** Opening Record set block **

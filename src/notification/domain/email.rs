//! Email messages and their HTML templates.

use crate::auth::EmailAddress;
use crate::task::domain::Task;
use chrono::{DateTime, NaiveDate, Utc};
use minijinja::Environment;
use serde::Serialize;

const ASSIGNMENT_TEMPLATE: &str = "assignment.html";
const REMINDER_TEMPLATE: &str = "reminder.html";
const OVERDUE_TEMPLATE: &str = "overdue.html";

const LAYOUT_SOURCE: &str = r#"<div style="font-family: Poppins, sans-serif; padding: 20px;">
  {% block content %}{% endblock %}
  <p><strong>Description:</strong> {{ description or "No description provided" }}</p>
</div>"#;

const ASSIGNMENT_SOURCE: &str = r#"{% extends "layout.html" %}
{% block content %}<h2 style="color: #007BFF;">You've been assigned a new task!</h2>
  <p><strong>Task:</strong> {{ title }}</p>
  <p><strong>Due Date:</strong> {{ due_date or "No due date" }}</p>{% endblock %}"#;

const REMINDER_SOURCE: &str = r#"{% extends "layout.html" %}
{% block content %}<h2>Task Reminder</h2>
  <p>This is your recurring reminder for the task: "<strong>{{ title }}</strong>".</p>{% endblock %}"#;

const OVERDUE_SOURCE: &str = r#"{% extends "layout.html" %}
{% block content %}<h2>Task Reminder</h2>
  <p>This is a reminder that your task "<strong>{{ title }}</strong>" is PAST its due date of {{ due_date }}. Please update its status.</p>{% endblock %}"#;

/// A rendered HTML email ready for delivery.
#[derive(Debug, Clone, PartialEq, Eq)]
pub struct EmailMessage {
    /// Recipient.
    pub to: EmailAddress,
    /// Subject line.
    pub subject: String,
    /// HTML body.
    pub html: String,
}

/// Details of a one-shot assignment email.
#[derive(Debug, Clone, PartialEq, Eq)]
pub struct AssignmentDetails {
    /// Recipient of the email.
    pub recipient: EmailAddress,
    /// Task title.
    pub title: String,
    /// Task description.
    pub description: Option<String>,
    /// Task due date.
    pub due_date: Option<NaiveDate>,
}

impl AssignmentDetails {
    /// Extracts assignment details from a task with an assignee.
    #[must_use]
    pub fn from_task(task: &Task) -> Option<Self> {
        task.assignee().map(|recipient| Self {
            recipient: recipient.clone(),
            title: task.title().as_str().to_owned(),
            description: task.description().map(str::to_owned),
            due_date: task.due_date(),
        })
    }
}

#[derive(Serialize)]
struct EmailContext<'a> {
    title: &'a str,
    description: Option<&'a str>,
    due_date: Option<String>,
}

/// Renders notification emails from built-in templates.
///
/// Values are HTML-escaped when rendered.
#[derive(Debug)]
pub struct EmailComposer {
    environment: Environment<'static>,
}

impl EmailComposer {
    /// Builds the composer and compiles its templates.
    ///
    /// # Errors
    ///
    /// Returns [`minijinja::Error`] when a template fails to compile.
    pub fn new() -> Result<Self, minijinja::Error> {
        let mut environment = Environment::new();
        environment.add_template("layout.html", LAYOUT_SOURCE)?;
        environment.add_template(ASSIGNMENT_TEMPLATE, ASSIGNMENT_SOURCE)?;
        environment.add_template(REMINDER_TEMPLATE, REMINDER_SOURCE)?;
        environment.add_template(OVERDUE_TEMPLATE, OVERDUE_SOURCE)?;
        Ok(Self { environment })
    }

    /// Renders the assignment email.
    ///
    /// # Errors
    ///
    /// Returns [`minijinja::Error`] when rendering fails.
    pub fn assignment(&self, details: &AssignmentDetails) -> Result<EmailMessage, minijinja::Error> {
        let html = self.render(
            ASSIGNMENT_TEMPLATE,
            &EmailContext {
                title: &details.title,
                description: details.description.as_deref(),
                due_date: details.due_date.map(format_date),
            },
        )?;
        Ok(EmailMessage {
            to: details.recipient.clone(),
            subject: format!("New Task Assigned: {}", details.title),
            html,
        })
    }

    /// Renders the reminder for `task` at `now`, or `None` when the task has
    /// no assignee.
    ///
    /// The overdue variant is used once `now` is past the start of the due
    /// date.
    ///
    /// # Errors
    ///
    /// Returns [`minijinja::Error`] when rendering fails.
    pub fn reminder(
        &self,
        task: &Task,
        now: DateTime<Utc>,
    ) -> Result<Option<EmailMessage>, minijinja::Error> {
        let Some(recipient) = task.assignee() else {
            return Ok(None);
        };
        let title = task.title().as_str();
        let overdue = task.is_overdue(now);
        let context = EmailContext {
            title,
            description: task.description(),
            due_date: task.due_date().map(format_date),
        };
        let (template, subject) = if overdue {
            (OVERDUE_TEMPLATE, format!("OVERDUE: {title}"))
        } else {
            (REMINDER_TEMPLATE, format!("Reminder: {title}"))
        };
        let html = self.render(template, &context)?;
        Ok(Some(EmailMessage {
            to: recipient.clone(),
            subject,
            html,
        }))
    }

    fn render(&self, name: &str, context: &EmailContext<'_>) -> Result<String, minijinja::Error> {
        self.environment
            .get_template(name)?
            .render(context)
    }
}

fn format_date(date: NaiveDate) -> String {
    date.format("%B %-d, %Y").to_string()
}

** Closing Record set block **

* [Activity]:
Going back to the entries above, set down exactly the lines that begin at the one with "const OVERDUE_SOURCE: &str" and end at the one with "<p>This is a", both included, and nothing else.

* [Completed exercise]:
const OVERDUE_SOURCE: &str = r#"{% extends "layout.html" %}
{% block content %}<h2>Task Reminder</h2>
  <p>This is a reminder that your task "<strong>{{ title }}</strong>" is PAST its due date of {{ due_date }}. Please update its status.</p>{% endblock %}"#;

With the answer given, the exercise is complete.